良い意味でも悪い意味でも自身にとって当たり前となっていく。
私がたまたま身を置いている環境であると、そう思うようになっていくのであろう。

やはり、時が経つにつれて、感じられる幸福は薄れていく。
悲しいかな、人間は欲深い生き物なのでそれは当たり前の現象なのかもしれない。
しかし明白なのは、当初幸福を感じた出来事や出会いを、あなたは今も享受しているということである。

不幸はどうだろうか。
パートナーとの別れ、親族との死別、友人との喧嘩、受けた裏切り、抱いた悲しみ、怒り。
これらは、逓減するにしてもしきれない。
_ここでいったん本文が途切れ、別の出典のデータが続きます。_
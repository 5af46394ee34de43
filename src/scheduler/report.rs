//! Outcome assembly.
//!
//! Every path out of the synthesizer and the mutator goes through
//! [`OutcomeReporter`], which guarantees that scheduled items plus
//! unscheduled entries account for the task pool exactly once.

use std::collections::{HashMap, HashSet};

use tracing::debug;

use crate::models::{
    Outcome, ReasonCode, Schedule, Task, UnscheduledEntry, UnscheduledReason,
};

/// Builds [`Outcome`] values.
#[derive(Debug, Clone, Copy, Default)]
pub struct OutcomeReporter;

impl OutcomeReporter {
    /// Assembles an outcome from a working schedule.
    ///
    /// Items are sorted by start. Unscheduled entries for tasks that are
    /// scheduled, unknown, or already listed are dropped; pool tasks found in
    /// neither list get [`UnscheduledReason::NotPlaced`]. Entries follow pool
    /// order.
    pub fn assemble(
        mut schedule: Schedule,
        unscheduled: Vec<UnscheduledEntry>,
        pool: &[Task],
        changed: bool,
        reason: ReasonCode,
    ) -> Outcome {
        schedule.sort();
        let unscheduled = Self::reconcile(&schedule, unscheduled, pool);
        Self::finish(schedule, unscheduled, changed, reason)
    }

    /// Outcome that hands back `current` untouched.
    ///
    /// Used by the no-op and rollback paths; pool tasks missing from the
    /// schedule are listed as [`UnscheduledReason::NotPlaced`].
    pub fn unchanged(current: &Schedule, pool: &[Task], reason: ReasonCode) -> Outcome {
        let unscheduled = Self::reconcile(current, Vec::new(), pool);
        Self::finish(current.clone(), unscheduled, false, reason)
    }

    fn reconcile(
        schedule: &Schedule,
        unscheduled: Vec<UnscheduledEntry>,
        pool: &[Task],
    ) -> Vec<UnscheduledEntry> {
        let order: HashMap<&str, usize> = pool
            .iter()
            .enumerate()
            .map(|(i, t)| (t.id.as_str(), i))
            .collect();
        let placed: HashSet<&str> = schedule.items.iter().map(|i| i.task_id.as_str()).collect();

        let mut listed: HashSet<String> = HashSet::new();
        let mut entries = Vec::with_capacity(unscheduled.len());
        for entry in unscheduled {
            let id = entry.task_id.as_str();
            if placed.contains(id) || !order.contains_key(id) || listed.contains(id) {
                debug!(
                    task_id = %entry.task_id,
                    reason = %entry.reason,
                    "dropping stale unscheduled entry"
                );
                continue;
            }
            listed.insert(entry.task_id.clone());
            entries.push(entry);
        }

        for task in pool {
            if !placed.contains(task.id.as_str()) && !listed.contains(&task.id) {
                entries.push(UnscheduledEntry::new(&task.id, UnscheduledReason::NotPlaced));
            }
        }

        entries.sort_by_key(|e| order.get(e.task_id.as_str()).copied().unwrap_or(usize::MAX));
        entries
    }

    fn finish(
        schedule: Schedule,
        unscheduled: Vec<UnscheduledEntry>,
        changed: bool,
        reason: ReasonCode,
    ) -> Outcome {
        Outcome {
            schedule,
            unscheduled,
            changed,
            reason,
            explanation: reason.explanation().to_string(),
        }
    }
}
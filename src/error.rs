//! Hard failures of the planning engine.
//!
//! Expected scheduling outcomes (a task that does not fit, a rejected edit)
//! are reason codes inside an [`Outcome`](crate::models::Outcome). Only the
//! errors below propagate to the caller.

use thiserror::Error;

use crate::validation::Violation;

/// Errors returned by the synthesizer and the mutator.
#[derive(Error, Debug)]
pub enum ScheduleError {
    /// Structurally invalid input, rejected before any scheduling logic runs.
    #[error("Malformed input: {reason}")]
    MalformedInput {
        /// What was wrong with the input.
        reason: String,
    },

    /// The constructive algorithm produced a schedule that fails validation.
    ///
    /// This is a logic error inside the engine, never a normal outcome.
    #[error("Synthesis produced an invalid schedule ({} violation(s))", .violations.len())]
    SynthesisInvariantViolation {
        /// Every rule the produced schedule broke.
        violations: Vec<Violation>,
    },

    /// Engine configuration could not be loaded or is out of range.
    #[error(transparent)]
    Config(#[from] ConfigError),
}

impl ScheduleError {
    pub(crate) fn malformed(reason: impl Into<String>) -> Self {
        Self::MalformedInput {
            reason: reason.into(),
        }
    }

    /// Whether this error signals a bug in the engine rather than bad input.
    pub fn is_internal(&self) -> bool {
        matches!(self, Self::SynthesisInvariantViolation { .. })
    }
}

/// Configuration error types.
#[derive(Error, Debug)]
pub enum ConfigError {
    #[error("Invalid buffer_minutes: {0}. Must be between 5 and 10")]
    InvalidBuffer(i64),

    #[error("Invalid {field}: {value}. Must be positive")]
    NonPositive { field: &'static str, value: i64 },

    #[error("Invalid {field}: {value}. Must be at most {max}")]
    OutOfRange {
        field: &'static str,
        value: i64,
        max: i64,
    },

    #[error("Invalid midday band: {start} to {end} cannot hold a {minutes}-minute break")]
    InvalidMiddayBand {
        start: chrono::NaiveTime,
        end: chrono::NaiveTime,
        minutes: i64,
    },

    #[error("Failed to extract configuration: {0}")]
    Extract(#[from] Box<figment::Error>),
}

/// Result alias used throughout the crate.
pub type ScheduleResult<T> = Result<T, ScheduleError>;
//! Single-day planning engine.
//!
//! Places a pool of prioritized, deadline-bound tasks into one day's
//! availability window without breaking a fixed set of hard rules, and
//! applies structured edits to an existing day plan with cascading repair
//! or atomic rejection. Deterministic: no I/O, no clocks, no randomness.
//! The current instant is always passed in.
//!
//! # Modules
//!
//! - **`models`**: Domain types: `Task`, `BlockedInterval`, `TimeConstraints`,
//!   `Schedule`, `EditIntent`, `Outcome`, `DayRequest`
//! - **`validation`**: Request checks and the hard-rule validator
//! - **`dispatching`**: Task ordering rules and the rule engine
//! - **`scheduler`**: `Synthesizer`, `Mutator`, outcome assembly, KPIs
//! - **`config`**: Engine tunables (gaps, caps, midday break)
//! - **`error`**: Error types
//!
//! # Hard rules
//!
//! Duration fidelity, no overlap, blocked-interval avoidance, in-bounds,
//! deadline compliance, future-only placement, completeness.
//!
//! # Logging
//!
//! The engine emits [`tracing`] events and never installs a subscriber.
//!
//! # References
//!
//! - Pinedo (2016), "Scheduling: Theory, Algorithms, and Systems"
//! - Brucker (2007), "Scheduling Algorithms"

pub mod config;
pub mod dispatching;
pub mod error;
pub mod models;
pub mod scheduler;
pub mod validation;

pub use config::EngineConfig;
pub use error::{ConfigError, ScheduleError, ScheduleResult};
pub use scheduler::{Mutator, SynthesisMode, Synthesizer};
//! Table renderer for Tabula.
//!
//! [`DataTable`] wires the core pipeline into one interactive widget: a
//! search box, sortable headers, formatted cells, a selection checkbox
//! column, per-row action menus and pagination controls. Each frame is a
//! plain [`TableView`], which can also be rendered to HTML markup.

pub mod data_table;
pub mod html;
pub mod menu;
pub mod pagination;
pub mod view;

pub use data_table::DataTable;
pub use html::{escape, HtmlOptions};
pub use menu::{RowAction, RowActionMenu, RowActionSelected};
pub use pagination::{PageLink, PaginationControls};
pub use view::{HeaderCell, RenderedCell, RenderedRow, SearchBox, TableView};
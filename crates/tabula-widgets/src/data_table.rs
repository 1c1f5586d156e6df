//! `DataTable` widget: a searchable, sortable, paginated, selectable table.
//!
//! The table owns its records, columns and [`TableState`]. Every operation
//! updates the state and re-derives the visible rows synchronously; the
//! current frame is available from [`DataTable::view`].

use crate::html;
use crate::menu::{RowAction, RowActionMenu, RowActionSelected};
use crate::pagination::PaginationControls;
use crate::view::{HeaderCell, RenderedCell, RenderedRow, SearchBox, TableView};
use std::fmt;
use tabula_core::{
    Command, ColumnDescriptor, Record, RecordId, Selection, SortState, State, TableConfig,
    TableMessage, TableNotification, TableSelectionChanged, TableSortChanged, TableState,
};

type SelectionHook = Box<dyn FnMut(&TableSelectionChanged) + Send>;
type SortHook = Box<dyn FnMut(&TableSortChanged) + Send>;

/// `DataTable` widget for displaying tabular data.
pub struct DataTable {
    /// Column definitions
    columns: Vec<ColumnDescriptor>,
    /// Row data
    records: Vec<Record>,
    /// Search, sort, page and selection
    state: TableState,
    /// Whether rows have checkboxes
    selectable: bool,
    /// Whether a search box is shown
    searchable: bool,
    /// Search box placeholder
    search_placeholder: String,
    /// Striped rows
    striped: bool,
    /// Per-row action menu items
    row_actions: Vec<RowAction>,
    /// Accessible name
    accessible_name_value: Option<String>,
    /// Test ID
    test_id_value: Option<String>,
    on_selection_change: Option<SelectionHook>,
    on_sort_change: Option<SortHook>,
}

impl Default for DataTable {
    fn default() -> Self {
        Self::from_config(&TableConfig::default())
    }
}

impl fmt::Debug for DataTable {
    fn fmt(&self, f: &mut fmt::Formatter<'_>) -> fmt::Result {
        f.debug_struct("DataTable")
            .field("columns", &self.columns)
            .field("records", &self.records.len())
            .field("state", &self.state)
            .field("selectable", &self.selectable)
            .field("searchable", &self.searchable)
            .field("row_actions", &self.row_actions)
            .finish_non_exhaustive()
    }
}

impl DataTable {
    /// Create a new empty data table with default options.
    #[must_use]
    pub fn new() -> Self {
        Self::default()
    }

    /// Create a table from a config.
    #[must_use]
    pub fn from_config(config: &TableConfig) -> Self {
        Self {
            columns: Vec::new(),
            records: Vec::new(),
            state: config.initial_state(),
            selectable: config.selectable,
            searchable: config.searchable,
            search_placeholder: config.search_placeholder.clone(),
            striped: config.striped,
            row_actions: Vec::new(),
            accessible_name_value: None,
            test_id_value: None,
            on_selection_change: None,
            on_sort_change: None,
        }
    }

    /// Add a column.
    #[must_use]
    pub fn column(mut self, column: ColumnDescriptor) -> Self {
        self.state.set_column_kind(column.key.clone(), column.kind);
        self.columns.push(column);
        self
    }

    /// Add multiple columns.
    #[must_use]
    pub fn columns(self, columns: impl IntoIterator<Item = ColumnDescriptor>) -> Self {
        columns.into_iter().fold(self, Self::column)
    }

    /// Add a record.
    #[must_use]
    pub fn record(mut self, record: Record) -> Self {
        self.records.push(record);
        self.state.derive(&self.records);
        self
    }

    /// Add multiple records.
    #[must_use]
    pub fn records(mut self, records: impl IntoIterator<Item = Record>) -> Self {
        self.records.extend(records);
        self.state.derive(&self.records);
        self
    }

    /// Set rows per page. Search, sort and selection are kept; the current
    /// page is clamped to the new page count.
    #[must_use]
    pub fn page_size(mut self, page_size: usize) -> Self {
        self.state.set_page_size(page_size);
        self.state.derive(&self.records);
        self
    }

    /// Enable row checkboxes.
    #[must_use]
    pub fn selectable(mut self, selectable: bool) -> Self {
        self.selectable = selectable;
        self
    }

    /// Show a search box.
    #[must_use]
    pub fn searchable(mut self, searchable: bool) -> Self {
        self.searchable = searchable;
        self
    }

    /// Set search box placeholder.
    #[must_use]
    pub fn search_placeholder(mut self, placeholder: impl Into<String>) -> Self {
        self.search_placeholder = placeholder.into();
        self
    }

    /// Enable striped rows.
    #[must_use]
    pub fn striped(mut self, striped: bool) -> Self {
        self.striped = striped;
        self
    }

    /// Add a row action menu item.
    #[must_use]
    pub fn row_action(mut self, action: RowAction) -> Self {
        self.row_actions.push(action);
        self
    }

    /// Set the accessible name.
    #[must_use]
    pub fn accessible_name(mut self, name: impl Into<String>) -> Self {
        self.accessible_name_value = Some(name.into());
        self
    }

    /// Set the test ID.
    #[must_use]
    pub fn test_id(mut self, id: impl Into<String>) -> Self {
        self.test_id_value = Some(id.into());
        self
    }

    /// Call `hook` whenever the selection changes.
    #[must_use]
    pub fn on_selection_change<F>(mut self, hook: F) -> Self
    where
        F: FnMut(&TableSelectionChanged) + Send + 'static,
    {
        self.on_selection_change = Some(Box::new(hook));
        self
    }

    /// Call `hook` whenever the sort changes.
    #[must_use]
    pub fn on_sort_change<F>(mut self, hook: F) -> Self
    where
        F: FnMut(&TableSortChanged) + Send + 'static,
    {
        self.on_sort_change = Some(Box::new(hook));
        self
    }

    /// Get column count.
    #[must_use]
    pub fn column_count(&self) -> usize {
        self.columns.len()
    }

    /// Get record count.
    #[must_use]
    pub fn row_count(&self) -> usize {
        self.records.len()
    }

    /// Check if table has no records.
    #[must_use]
    pub fn is_empty(&self) -> bool {
        self.records.is_empty()
    }

    /// Get columns.
    #[must_use]
    pub fn get_columns(&self) -> &[ColumnDescriptor] {
        &self.columns
    }

    /// Get records in insertion order.
    #[must_use]
    pub fn get_records(&self) -> &[Record] {
        &self.records
    }

    /// Get the table state.
    #[must_use]
    pub const fn state(&self) -> &TableState {
        &self.state
    }

    /// Get the selection.
    #[must_use]
    pub const fn selection(&self) -> &Selection {
        self.state.selection()
    }

    /// Get the current sort.
    #[must_use]
    pub const fn sort(&self) -> &SortState {
        self.state.sort()
    }

    /// Get the current 1-based page.
    #[must_use]
    pub const fn page(&self) -> usize {
        self.state.page()
    }

    /// Get the current search query.
    #[must_use]
    pub fn search(&self) -> &str {
        self.state.search()
    }

    /// Replace all records. Selected ids with no matching record are dropped,
    /// and the selection hook is told when that happens.
    pub fn set_records(&mut self, records: Vec<Record>) -> Command<TableNotification> {
        self.records = records;
        let dropped = self.state.retain_selection(&self.records);
        self.state.derive(&self.records);
        if dropped == 0 {
            return Command::None;
        }

        let notification = TableNotification::Selection(TableSelectionChanged {
            selected: self.state.selection().ids().cloned().collect(),
        });
        self.notify(&notification);
        Command::Notify(notification)
    }

    fn has_record(&self, id: &RecordId) -> bool {
        self.records.iter().any(|r| r.id() == id)
    }

    /// Apply a message, re-derive, and notify hooks.
    pub fn dispatch(&mut self, msg: TableMessage) -> Command<TableNotification> {
        tracing::debug!(?msg, "table message");
        let cmd = self.state.update(msg);
        self.state.derive(&self.records);

        if self.on_selection_change.is_some() || self.on_sort_change.is_some() {
            for notification in cmd.clone().notifications() {
                self.notify(&notification);
            }
        }
        cmd
    }

    fn notify(&mut self, notification: &TableNotification) {
        match notification {
            TableNotification::Selection(changed) => {
                if let Some(hook) = self.on_selection_change.as_mut() {
                    hook(changed);
                }
            }
            TableNotification::Sort(changed) => {
                if let Some(hook) = self.on_sort_change.as_mut() {
                    hook(changed);
                }
            }
            TableNotification::Search(_) | TableNotification::Page(_) => {}
        }
    }

    /// Set the search query.
    pub fn set_search(&mut self, query: impl Into<String>) -> Command<TableNotification> {
        self.dispatch(TableMessage::Search(query.into()))
    }

    /// Header click. Ignored for unknown or non-sortable columns.
    pub fn sort_by(&mut self, key: &str) -> Command<TableNotification> {
        let sortable = self.columns.iter().any(|c| c.key == key && c.sortable);
        if !sortable {
            tracing::debug!(key, "ignored sort request for non-sortable column");
            return Command::None;
        }
        self.dispatch(TableMessage::SortBy(key.to_string()))
    }

    /// Return to insertion order.
    pub fn clear_sort(&mut self) -> Command<TableNotification> {
        self.dispatch(TableMessage::ClearSort)
    }

    /// Jump to a 1-based page (clamped).
    pub fn go_to_page(&mut self, page: usize) -> Command<TableNotification> {
        self.dispatch(TableMessage::GoToPage(page))
    }

    /// Next page.
    pub fn next_page(&mut self) -> Command<TableNotification> {
        self.dispatch(TableMessage::NextPage)
    }

    /// Previous page.
    pub fn prev_page(&mut self) -> Command<TableNotification> {
        self.dispatch(TableMessage::PrevPage)
    }

    /// Check or uncheck one row. No-op when the table is not selectable or
    /// no record has `id`.
    pub fn toggle_row(&mut self, id: &RecordId, checked: bool) -> Command<TableNotification> {
        if !self.selectable {
            return Command::None;
        }
        if !self.has_record(id) {
            tracing::debug!(%id, "ignored toggle for unknown row");
            return Command::None;
        }
        self.dispatch(TableMessage::ToggleRow {
            id: id.clone(),
            checked,
        })
    }

    /// Header checkbox: check or uncheck every row on the current page.
    pub fn toggle_page(&mut self, checked: bool) -> Command<TableNotification> {
        if !self.selectable {
            return Command::None;
        }
        let ids = self
            .state
            .rows(&self.records)
            .page_ids()
            .into_iter()
            .cloned()
            .collect();
        self.dispatch(TableMessage::TogglePage { ids, checked })
    }

    /// Deselect every row.
    pub fn clear_selection(&mut self) -> Command<TableNotification> {
        self.dispatch(TableMessage::ClearSelection)
    }

    /// Activate a row action. `None` for unknown rows or actions.
    pub fn activate_action(&self, record: &RecordId, action: &str) -> Option<RowActionSelected> {
        if !self.has_record(record) {
            return None;
        }
        let selected = RowActionMenu::new(record.clone(), &self.row_actions).activate(action);
        if selected.is_some() {
            tracing::debug!(%record, action, "row action");
        }
        selected
    }

    /// Build the current frame.
    #[must_use]
    pub fn view(&self) -> TableView {
        let derived = self.state.rows(&self.records);
        let selection = self.state.selection();
        let page_ids = derived.page_ids();

        let header = self
            .columns
            .iter()
            .map(|c| HeaderCell {
                key: c.key.clone(),
                label: c.label.clone(),
                align: c.align,
                sortable: c.sortable,
                sort: self.state.sort().direction_for(&c.key),
            })
            .collect();

        let rows = derived
            .rows
            .iter()
            .map(|record| RenderedRow {
                id: record.id().clone(),
                selected: selection.contains(record.id()),
                cells: self
                    .columns
                    .iter()
                    .map(|c| RenderedCell {
                        key: c.key.clone(),
                        text: c.render_cell(record),
                        align: c.align,
                    })
                    .collect(),
                actions: (!self.row_actions.is_empty())
                    .then(|| RowActionMenu::new(record.id().clone(), &self.row_actions)),
            })
            .collect();

        TableView {
            search: self.searchable.then(|| SearchBox {
                query: self.state.search().to_string(),
                placeholder: self.search_placeholder.clone(),
            }),
            header,
            select_all: self
                .selectable
                .then(|| selection.page_check_state(&page_ids)),
            rows,
            pagination: PaginationControls::new(derived.page, derived.total_pages),
            selected_count: selection.len(),
            filtered_count: derived.filtered_count,
            total_count: derived.total_count,
            striped: self.striped,
        }
    }

    /// Render the current frame as HTML table markup.
    #[must_use]
    pub fn to_html(&self) -> String {
        html::render(
            &self.view(),
            &html::HtmlOptions {
                test_id: self.test_id_value.as_deref().unwrap_or("data-table"),
                accessible_name: self.accessible_name_value.as_deref(),
            },
        )
    }
}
いつまで経っても慣れず辛いものだ。
思い出すだけで何度も涙が出てきたり、はらわたが煮えくりかえるような思いを抱く場合さえあるだろう。

負の感情に対して、もう慣れた、なんて、自暴自棄的な状態に陥っているだけであると思うし、強がりとさえ思うし、本当は助けて欲しいものなのであると私は考える。

以上のことを前提に考えてみると、同じ一つの幸福と不幸があるとしても、時が経つにつれて一つあたりに感じる幸福は逓減していくため、相対的に幸福が劣っているように見えてしまう。

ここで補足をすると、私は幸福な或いは不幸な出来事の「多さ」を比較しているのであり、個人の「数値」の総量で比較しているわけではない。

まとめると、私が考えたことはこうだ。

不幸にまみれた人生は、実際あるかもしれないが、人はそれと同じかそれ以上に幸福を享受してきているんだろう。
だが、きっとそのあり有難みをつい忘れてしまっているか、慣れきってしまっているかのどちらか。
享受した当初を忘れないよう、時々思い出しながら生きていくことが上記でいう数値を逓減させないための大事なことなのである。

そう考えると、自分の人生を卑下することなど全くない。
幸福にしろ不幸にしろ、自分の身に降りかかった出来事や出会いや経験は自らの人生の「厚み」につながっていく。

そう思い、日々生きてゆきたい。